Antiguamente, la ropa llevaba sus marcas en la solapa, o muy escondidas en la parte interior. Hoy, en cambio, las marcas van por fuera, en lo más visible. Da la impresión que los usuarios de la ropa "de marca" han sido contratados como "exhibidores de ropa" o de marcas. Ellos no llevan ropa puesta, ellos van exhibiendo una marca.

Hoy en día lo que se vende no es una cosa, sino una marca. La marca vende. La marca otorga "status", y hace que la gente se sienta bien; da seguridad, y alimenta la vanidad. Muchas marcas de ropa son nombres de personas, específicamente de diseñadores. Cuando tú llevas ese nombre pegado a la espalda, o en tu pantalón, tú vas cargando con el nombre de una persona. Tú te asocias con esa persona. ¿De quién se trata? ¿De algún líder guerrero, que murió por los ideales patrios? ¿De algún moralista, de algún filántropo que ha rendido su vida en bien de la humanidad? ¿De algún deportista, modelo de valentía y virtud? No, no se trata de esos hombres. Es más bien el nombre de una persona que, simplemente, diseña moda.

¿Sabes tú qué tipo de personas son normalmente los diseñadores de moda? ¿Sabes tú qué tipo de moral y de costumbres practican? ¡Oh, si supieras más acerca de ellos no te enorgullecerías de cargar con sus nombres en tus ropas!

Si no has de llevar el nombre de Jesús pegado allí (y no estamos diciendo con esto que debas llevarlo) es preferible que no lleves nada. Si no has de predicar a Cristo en tus ropas, mejor que tu ropa no predique nada.

Por otro lado, esas ropas, por estar asociadas con una marca, suelen costar mucho más que otras de calidad similar. A veces hay que pagar el doble o el triple, simplemente, por llevar la marca. ¿Es eso agradable delante de Dios? Muchos llevan en su cuerpo miles de pesos demás. Y hacen así derroche del dinero que el Señor les ha provisto para sus necesidades.
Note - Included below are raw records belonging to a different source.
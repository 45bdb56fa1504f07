use aya::Ebpf;
use aya_log::EbpfLogger;
use log::{info, warn};
use tokio::signal;

/// Forwards the xdp program log records to the user app logger.
pub fn init_log(bpf: &mut Ebpf) -> bool {
    match EbpfLogger::init(bpf) {
        Ok(_) => true,
        Err(e) => {
            // This can happen if all log statements are removed from eBPF program.
            warn!("Failed to initialize eBPF logger: {}", e);
            false
        }
    }
}

/// Keeps the logger running until Ctrl-C.
pub async fn follow(ifname: &str) -> Result<(), anyhow::Error> {
    info!("[{}] Following program logs, waiting for Ctrl-C...", ifname);
    signal::ctrl_c().await?;
    info!("Exiting...");
    Ok(())
}
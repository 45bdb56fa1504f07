use crate::{
    helpers::{cid_to_str, parse_cid},
    ports, redirects,
};
use anyhow::{anyhow, Context};
use quicpipe_common::{Cid, MAX_PORTS};
use serde::{Deserialize, Serialize};
use std::{
    collections::{BTreeMap, BTreeSet},
    fs::OpenOptions,
    io::{Read, Write},
    net::SocketAddrV4,
    path::Path,
};

/// The control plane state, as stored on disk:
///
/// ```toml
/// ports = [4433]
///
/// [redirects]
/// "0102030405060708090a0b0c" = "10.0.0.5:4433"
/// ```
#[derive(Debug, Default, PartialEq, Serialize, Deserialize)]
pub struct Config {
    #[serde(default)]
    pub ports: BTreeSet<u16>,
    #[serde(default)]
    pub redirects: BTreeMap<String, SocketAddrV4>,
}

impl Config {
    pub fn parse(contents: &str) -> Result<Self, anyhow::Error> {
        let mut cfg: Config = toml::from_str(contents).context("Invalid config")?;
        cfg.normalize_redirects()?;
        cfg.validate()?;
        Ok(cfg)
    }

    /// Rewrites the cid keys in lower case hex. Keys that differ only in
    /// case name the same cid and are rejected.
    fn normalize_redirects(&mut self) -> Result<(), anyhow::Error> {
        let mut redirects = BTreeMap::new();
        for (key, target) in &self.redirects {
            let cid = cid_to_str(&parse_cid(key)?);
            if redirects.insert(cid, *target).is_some() {
                return Err(anyhow!("Duplicate redirect for cid {}", key));
            }
        }
        self.redirects = redirects;
        Ok(())
    }

    pub fn validate(&self) -> Result<(), anyhow::Error> {
        if self.ports.len() > MAX_PORTS as usize {
            return Err(anyhow!(
                "Too many ports: {}, at most {} can be inspected",
                self.ports.len(),
                MAX_PORTS
            ));
        }
        self.redirect_entries()?;
        Ok(())
    }

    pub fn redirect_entries(&self) -> Result<Vec<(Cid, SocketAddrV4)>, anyhow::Error> {
        self.redirects
            .iter()
            .map(|(cid, target)| Ok((parse_cid(cid)?, *target)))
            .collect()
    }

    pub fn add_redirect(&mut self, cid: &Cid, target: SocketAddrV4) {
        self.redirects.insert(cid_to_str(cid), target);
    }

    pub fn description(&self) -> String {
        format!(
            "{} ports and {} redirects",
            self.ports.len(),
            self.redirects.len()
        )
    }

    /// Reads the live tables.
    fn fetch() -> Result<Self, anyhow::Error> {
        let mut cfg = Config::default();

        log::info!("fetching state ...");

        cfg.ports.extend(ports::ports()?);
        for (cid, target) in redirects::entries()? {
            cfg.add_redirect(&cid, target);
        }

        Ok(cfg)
    }

    /// Writes the config into the live tables. Existing entries are kept.
    fn apply(&self) -> Result<(), anyhow::Error> {
        let ports = self.ports.iter().copied().collect::<Vec<_>>();
        ports::add(&ports)?;

        let mut by_target: BTreeMap<SocketAddrV4, Vec<Cid>> = BTreeMap::new();
        for (cid, target) in self.redirect_entries()? {
            by_target.entry(target).or_default().push(cid);
        }
        for (target, cids) in by_target {
            redirects::add(target, &cids)?;
        }

        Ok(())
    }
}

pub struct ConfigFile {
    path: String,
}

impl ConfigFile {
    pub fn new<S: AsRef<str>>(filename: &S) -> Self {
        Self {
            path: String::from(filename.as_ref()),
        }
    }

    pub fn read(&self) -> Result<Config, anyhow::Error> {
        if !Path::new(&self.path).try_exists()? {
            return Err(anyhow!("Config file does not exits, {}", self.path));
        }
        let mut file = OpenOptions::new()
            .read(true)
            .open(&self.path)
            .context(format!("Can't read config file: {}", self.path))?;
        let mut contents = String::new();
        let size = file.read_to_string(&mut contents)?;

        log::info!("Read {} bytes from: {}", size, self.path);

        let cfg = Config::parse(&contents).context(format!("Config file: {}", self.path))?;

        log::info!("Found in config: {}", cfg.description());
        Ok(cfg)
    }

    pub fn load(&self) -> Result<(), anyhow::Error> {
        let cfg = self.read()?;
        cfg.apply()?;
        log::info!("Loaded config: {}", cfg.description());
        Ok(())
    }

    pub fn write(&self, cfg: &Config) -> Result<(), anyhow::Error> {
        if Path::new(&self.path).try_exists()? {
            log::info!("Config file will be overridden, {}", self.path);
        }
        let mut file = OpenOptions::new()
            .write(true)
            .create(true)
            .truncate(true)
            .open(&self.path)
            .context(format!("Can't write to config file: {}", self.path))?;

        let contents = toml::to_string(cfg)?;

        file.write_all(contents.as_bytes())?;

        log::info!(
            "Wrote {} bytes to config file: {}",
            contents.len(),
            self.path
        );

        Ok(())
    }

    pub fn save(&self) -> Result<(), anyhow::Error> {
        let cfg = Config::fetch()?;
        log::info!("Saving config: {}", cfg.description());
        self.write(&cfg)
    }
}

#[cfg(test)]
mod tests {
    use super::*;
    use std::net::Ipv4Addr;

    const SAMPLE: &str = r#"
ports = [4433, 443]

[redirects]
"0102030405060708090a0b0c" = "10.0.0.5:4433"
"0a0a0a0a0a0a0a0a0a0a0a0a" = "10.0.0.6:4433"
"#;

    #[test]
    fn parse_sample() {
        let cfg = Config::parse(SAMPLE).unwrap();
        assert_eq!(cfg.ports.iter().copied().collect::<Vec<_>>(), vec![443, 4433]);

        let entries = cfg.redirect_entries().unwrap();
        assert_eq!(entries.len(), 2);
        assert_eq!(
            entries[0],
            (
                Cid::new([1, 2, 3, 4, 5, 6, 7, 8, 9, 10, 11, 12]),
                SocketAddrV4::new(Ipv4Addr::new(10, 0, 0, 5), 4433)
            )
        );
        assert_eq!(cfg.description(), "2 ports and 2 redirects");
    }

    #[test]
    fn sections_are_optional() {
        assert_eq!(Config::parse("").unwrap(), Config::default());
        let cfg = Config::parse("ports = [443]").unwrap();
        assert!(cfg.redirects.is_empty());
    }

    #[test]
    fn invalid_entries() {
        let bad_cid = "[redirects]\n\"0102\" = \"10.0.0.5:4433\"\n";
        assert!(Config::parse(bad_cid).is_err());

        let bad_target = "[redirects]\n\"0102030405060708090a0b0c\" = \"10.0.0.5\"\n";
        assert!(Config::parse(bad_target).is_err());

        let bad_port = "ports = [70000]";
        assert!(Config::parse(bad_port).is_err());

        let too_many = format!(
            "ports = [{}]",
            (1..=MAX_PORTS + 1)
                .map(|p| p.to_string())
                .collect::<Vec<_>>()
                .join(",")
        );
        assert!(Config::parse(&too_many).is_err());
    }

    #[test]
    fn cid_keys_are_case_insensitive() {
        let upper = "[redirects]\n\"0A0A0A0A0A0A0A0A0A0A0A0A\" = \"10.0.0.6:4433\"\n";
        let cfg = Config::parse(upper).unwrap();
        assert_eq!(
            cfg.redirects.keys().collect::<Vec<_>>(),
            vec!["0a0a0a0a0a0a0a0a0a0a0a0a"]
        );

        let both = format!("{}\"0a0a0a0a0a0a0a0a0a0a0a0a\" = \"10.0.0.7:4433\"\n", upper);
        let err = Config::parse(&both).unwrap_err();
        assert!(err.to_string().contains("Duplicate redirect"));
    }

    #[test]
    fn saved_text_parses_back() {
        let mut cfg = Config::default();
        cfg.ports.insert(4433);
        cfg.add_redirect(
            &Cid::new([0xfe; 12]),
            SocketAddrV4::new(Ipv4Addr::new(192, 168, 1, 1), 8443),
        );

        let text = toml::to_string(&cfg).unwrap();
        assert!(text.contains("fefefefefefefefefefefefe"));
        assert!(text.contains("\"192.168.1.1:8443\""));
        assert_eq!(Config::parse(&text).unwrap(), cfg);
    }

    #[test]
    fn file_round_trip() {
        let path = std::env::temp_dir().join(format!("quicpipe-cfg-{}.toml", std::process::id()));
        let path = path.to_string_lossy().to_string();
        let file = ConfigFile::new(&path);

        assert!(file.read().is_err());

        let cfg = Config::parse(SAMPLE).unwrap();
        file.write(&cfg).unwrap();
        assert_eq!(file.read().unwrap(), cfg);

        std::fs::remove_file(&path).unwrap();
    }
}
¡Dios nos libre de llevar sobre nuestro cuerpo dinero en exceso, dinero con el cual podríamos perfectamente llenar una angustiosa necesidad de algún hijo de Dios! En esto, como en todas las cosas, no podemos establecer leyes. Somos libres; tenemos libertad, pero esta es una libertad condicionada al testimonio como hijos de Dios, al amor por los hermanos, y a la conciencia de los demás. "Todo me es lícito, pero no todo conviene" (1 Cor.10:23).

En esto, como en las demás cosas, busquemos agradar a Dios, y no escandalizar a nuestros hermanos. Que el Señor nos ayude para que una cosa y la otra sean verdad en nuestra vida.